Ya hacía un buen rato que Pierri se había despedido con un breve apretón de manos. Ni amistad ni reconciliación; ni siquiera cortesía. Fue simplemente el obligado restablecimiento de esa nada que había existido entre ellos, la vuelta a las mismas preguntas, al peor aislamiento. De modo que ella tampoco había querido a Pierri. De modo que éste no era el enemigo. De modo que —al menos Pierri así lo aseguraba— ella tampoco había querido a Gerardo. «Él se restableció lentamente», había dicho Pierri, «pero yo no fui más. Marta sí lo siguió viendo, aunque aparentemente no le importaba mucho. A decir verdad, no sé cuándo ni cómo Gerardo le habrá hecho el amor. No los vi juntos hasta un año después, una tarde que había baile en el pueblo. Ellos nunca iban, yo tampoco. Pero esa vez fui con dos muchachas». Qué diferente cuando ella le dijo, antes de casarse, no eres el primero, qué diferente contestar no importa, total todo era prisa y desnudarla, qué diferente a imaginarla ahora junto a hombres concretos, altos, bajos, imberbes con caritas de manzana y granos asquerosos, y otros más varoniles, con duros ojos de codicia y manos que no imaginan, manos que recorren simplemente la carne. «Las dejé bailando porque estaba aburrido y deseaba que la noche terminara cuanto antes. Entré en aquella pieza porque la confundí con otra que oficiaba de guardarropa, y encendí la luz. Me di vuelta tan rápido, que ellos, abrazados, besándose, no tuvieron tiempo de separarse. Estaban tan juntos que...»
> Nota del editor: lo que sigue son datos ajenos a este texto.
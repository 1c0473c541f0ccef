//! merge::tree
//!
//! The subtree tree merger: a pure N-way merge over flattened, already
//! path-prefixed entry lists, one per source in config order.
//!
//! # Algorithm
//!
//! Output paths are visited in ascending lexicographic order. At each path:
//!
//! - exactly one contributor: the entry goes into the merged output;
//! - more than one contributor: one [`Overlap`] per contributor pair, no
//!   entry is emitted, and the walk **continues**, so a single pass
//!   reports every colliding path for the ref rather than just the first.
//!
//! A second class of hard collision is detected alongside exact-path
//! matches: a file at path `p` from one source while another source
//! contributes entries under `p/`. Such a pair cannot coexist in a git
//! tree (blob and directory with the same name), so it is reported as an
//! overlap between `p` and the first entry under `p/`.
//!
//! # Purity
//!
//! This function touches no repository state and accumulates nothing
//! outside its return value. Success and conflict are the two variants of
//! [`TreeMergeOutcome`]; the caller decides what to do with either.

use std::collections::BTreeMap;
use std::ops::Bound;

use crate::git::TreeEntry;

/// One pair of sources colliding at an output path.
///
/// Sources are identified by their index into the input slice (config
/// order); the caller maps indices back to display names. For exact-path
/// collisions `path_a == path_b`; for file-vs-directory collisions
/// `path_b` is a path under `path_a`.
#[derive(Debug, Clone, PartialEq, Eq)]
pub struct Overlap {
    /// Index of the first colliding source.
    pub source_a: usize,
    /// Colliding path contributed by the first source.
    pub path_a: String,
    /// Index of the second colliding source.
    pub source_b: usize,
    /// Colliding path contributed by the second source.
    pub path_b: String,
}

/// Result of merging N entry lists: a usable tree or a conflict report,
/// never both.
#[derive(Debug)]
pub enum TreeMergeOutcome {
    /// No collisions; the combined entries, sorted by path.
    Merged(Vec<TreeEntry>),
    /// At least one collision; every colliding pair, in path order.
    Overlapping(Vec<Overlap>),
}

/// Merge N flattened entry lists into one.
///
/// `sources` holds one entry list per source, in config order, with
/// target-directory prefixes already applied.
pub fn merge_entries(sources: &[Vec<TreeEntry>]) -> TreeMergeOutcome {
    // N-way merge of sorted streams, realized as an ordered index from
    // output path to its contributors.
    let mut by_path: BTreeMap<&str, Vec<(usize, &TreeEntry)>> = BTreeMap::new();
    for (index, entries) in sources.iter().enumerate() {
        for entry in entries {
            by_path
                .entry(entry.path.as_str())
                .or_default()
                .push((index, entry));
        }
    }

    let mut merged = Vec::new();
    let mut overlaps = Vec::new();

    for (&path, contributors) in &by_path {
        let mut conflicted = false;

        if contributors.len() > 1 {
            conflicted = true;
            for (i, &(source_a, _)) in contributors.iter().enumerate() {
                for &(source_b, _) in &contributors[i + 1..] {
                    overlaps.push(Overlap {
                        source_a,
                        path_a: path.to_string(),
                        source_b,
                        path_b: path.to_string(),
                    });
                }
            }
        }

        // A single git tree cannot hold both a blob `p` and entries under
        // `p/`, so any such pair here necessarily crosses sources. Checked
        // for contested paths as well, so exact and file-vs-directory
        // collisions at the same path are all reported.
        let child_prefix = format!("{}/", path);
        let child = by_path
            .range::<str, _>((Bound::Included(child_prefix.as_str()), Bound::Unbounded))
            .next()
            .filter(|(key, _)| key.starts_with(child_prefix.as_str()));

        if let Some((&child_path, child_contributors)) = child {
            conflicted = true;
            let (source_b, _) = child_contributors[0];
            for &(source_a, _) in contributors {
                overlaps.push(Overlap {
                    source_a,
                    path_a: path.to_string(),
                    source_b,
                    path_b: child_path.to_string(),
                });
            }
        }

        if !conflicted {
            merged.push(contributors[0].1.clone());
        }
    }

    if overlaps.is_empty() {
        TreeMergeOutcome::Merged(merged)
    } else {
        TreeMergeOutcome::Overlapping(overlaps)
    }
}

#[cfg(test)]
mod tests {
    use super::*;
    use crate::core::types::Oid;

    fn entry(path: &str) -> TreeEntry {
        TreeEntry {
            path: path.to_string(),
            mode: 0o100644,
            id: Oid::new("a".repeat(40)).unwrap(),
        }
    }

    fn entries(paths: &[&str]) -> Vec<TreeEntry> {
        paths.iter().map(|p| entry(p)).collect()
    }

    #[test]
    fn disjoint_sources_merge_completely() {
        let sources = vec![
            entries(&["a.txt", "src/lib.rs"]),
            entries(&["libs/b/b.txt", "libs/b/src/lib.rs"]),
        ];

        match merge_entries(&sources) {
            TreeMergeOutcome::Merged(merged) => {
                let paths: Vec<_> = merged.iter().map(|e| e.path.as_str()).collect();
                assert_eq!(
                    paths,
                    ["a.txt", "libs/b/b.txt", "libs/b/src/lib.rs", "src/lib.rs"]
                );
            }
            TreeMergeOutcome::Overlapping(overlaps) => {
                panic!("unexpected overlaps: {:?}", overlaps)
            }
        }
    }

    #[test]
    fn merged_count_is_sum_of_inputs() {
        let sources = vec![
            entries(&["x/a", "x/b", "x/c"]),
            entries(&["y/a", "y/b"]),
            entries(&["z/only"]),
        ];

        match merge_entries(&sources) {
            TreeMergeOutcome::Merged(merged) => assert_eq!(merged.len(), 6),
            TreeMergeOutcome::Overlapping(_) => panic!("expected a clean merge"),
        }
    }

    #[test]
    fn exact_collision_yields_single_pair() {
        let sources = vec![entries(&["x/f", "x/only1"]), entries(&["x/f", "x/only2"])];

        match merge_entries(&sources) {
            TreeMergeOutcome::Overlapping(overlaps) => {
                assert_eq!(overlaps.len(), 1);
                assert_eq!(overlaps[0].path_a, "x/f");
                assert_eq!(overlaps[0].path_b, "x/f");
                assert_eq!((overlaps[0].source_a, overlaps[0].source_b), (0, 1));
            }
            TreeMergeOutcome::Merged(_) => panic!("expected overlap at x/f"),
        }
    }

    #[test]
    fn three_way_collision_yields_all_pairs() {
        let sources = vec![
            entries(&["README.md"]),
            entries(&["README.md"]),
            entries(&["README.md"]),
        ];

        match merge_entries(&sources) {
            TreeMergeOutcome::Overlapping(overlaps) => {
                let pairs: Vec<_> = overlaps
                    .iter()
                    .map(|o| (o.source_a, o.source_b))
                    .collect();
                assert_eq!(pairs, [(0, 1), (0, 2), (1, 2)]);
            }
            TreeMergeOutcome::Merged(_) => panic!("expected overlaps"),
        }
    }

    #[test]
    fn all_collisions_found_in_one_pass() {
        let sources = vec![
            entries(&["a.txt", "b.txt", "c.txt"]),
            entries(&["a.txt", "c.txt", "d.txt"]),
        ];

        match merge_entries(&sources) {
            TreeMergeOutcome::Overlapping(overlaps) => {
                let paths: Vec<_> = overlaps.iter().map(|o| o.path_a.as_str()).collect();
                assert_eq!(paths, ["a.txt", "c.txt"]);
            }
            TreeMergeOutcome::Merged(_) => panic!("expected overlaps"),
        }
    }

    #[test]
    fn file_vs_directory_is_an_overlap() {
        // Source 0 has a file `libs`, source 1 contributes under `libs/`.
        let sources = vec![entries(&["libs"]), entries(&["libs/b/b.txt"])];

        match merge_entries(&sources) {
            TreeMergeOutcome::Overlapping(overlaps) => {
                assert_eq!(overlaps.len(), 1);
                assert_eq!(overlaps[0].path_a, "libs");
                assert_eq!(overlaps[0].path_b, "libs/b/b.txt");
            }
            TreeMergeOutcome::Merged(_) => panic!("expected a file/directory overlap"),
        }
    }

    #[test]
    fn contested_file_with_directory_child_reports_every_pair() {
        // `x` is contested between sources 0 and 1 while source 2
        // contributes under `x/`; both collision classes are reported.
        let sources = vec![entries(&["x"]), entries(&["x"]), entries(&["x/a"])];

        match merge_entries(&sources) {
            TreeMergeOutcome::Overlapping(overlaps) => {
                let pairs: Vec<_> = overlaps
                    .iter()
                    .map(|o| (o.source_a, o.source_b, o.path_b.as_str()))
                    .collect();
                assert_eq!(pairs, [(0, 1, "x"), (0, 2, "x/a"), (1, 2, "x/a")]);
            }
            TreeMergeOutcome::Merged(_) => panic!("expected overlaps"),
        }
    }

    #[test]
    fn name_prefix_without_separator_is_not_a_collision() {
        // `lib` vs `libs/...` and `lib.rs` share a string prefix but not a
        // path prefix.
        let sources = vec![entries(&["lib", "lib.rs"]), entries(&["libs/x"])];

        match merge_entries(&sources) {
            TreeMergeOutcome::Merged(merged) => assert_eq!(merged.len(), 3),
            TreeMergeOutcome::Overlapping(overlaps) => {
                panic!("unexpected overlaps: {:?}", overlaps)
            }
        }
    }

    #[test]
    fn empty_sources_merge_to_empty() {
        let sources: Vec<Vec<TreeEntry>> = vec![vec![], vec![]];
        match merge_entries(&sources) {
            TreeMergeOutcome::Merged(merged) => assert!(merged.is_empty()),
            TreeMergeOutcome::Overlapping(_) => panic!("expected empty merge"),
        }
    }
}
En ese instante él se había puesto de pie y había dicho: «Bueno, basta», y luego, ante el silencio desganado del otro: «Ahora, váyase». Entonces Pierri le había dado la mano. Las comisuras de los labios se le levantaban, como si no pudiera dejar de sonreír. «No lo tome así. Aunque no le otorgue mayor tranquilidad, puedo asegurarle que ella no quiso nunca a Gerardo. Pero digamos mejor que ella nunca quiso a Gerardo más de lo que pudo quererlo a usted. Y si esta afirmación le sigue pareciendo aventurada, digamos entonces que a Gerardo no lo quiso más que a mí.»
7.
mis proyectos, pero ahora ¿qué pasa, qué me pasa? No puedo aguantar su educada tolerancia, no puedo aguantarlo así, todo lecturas, metido siempre en su asquerosa humildad, en su contenida rebelión. ¿Por qué contenida, Dios mío? Miseria de mártir, con sus empalagosos ojos de agachado, de fugitivo, de advertido. ¿Qué tengo yo que ver con ese huesudo cuerpo ajeno, con esas manos sudorosas, con ese disculpable disculpado? No quiero un sedante, no quiero un tipo que me mire con ojos de ternero.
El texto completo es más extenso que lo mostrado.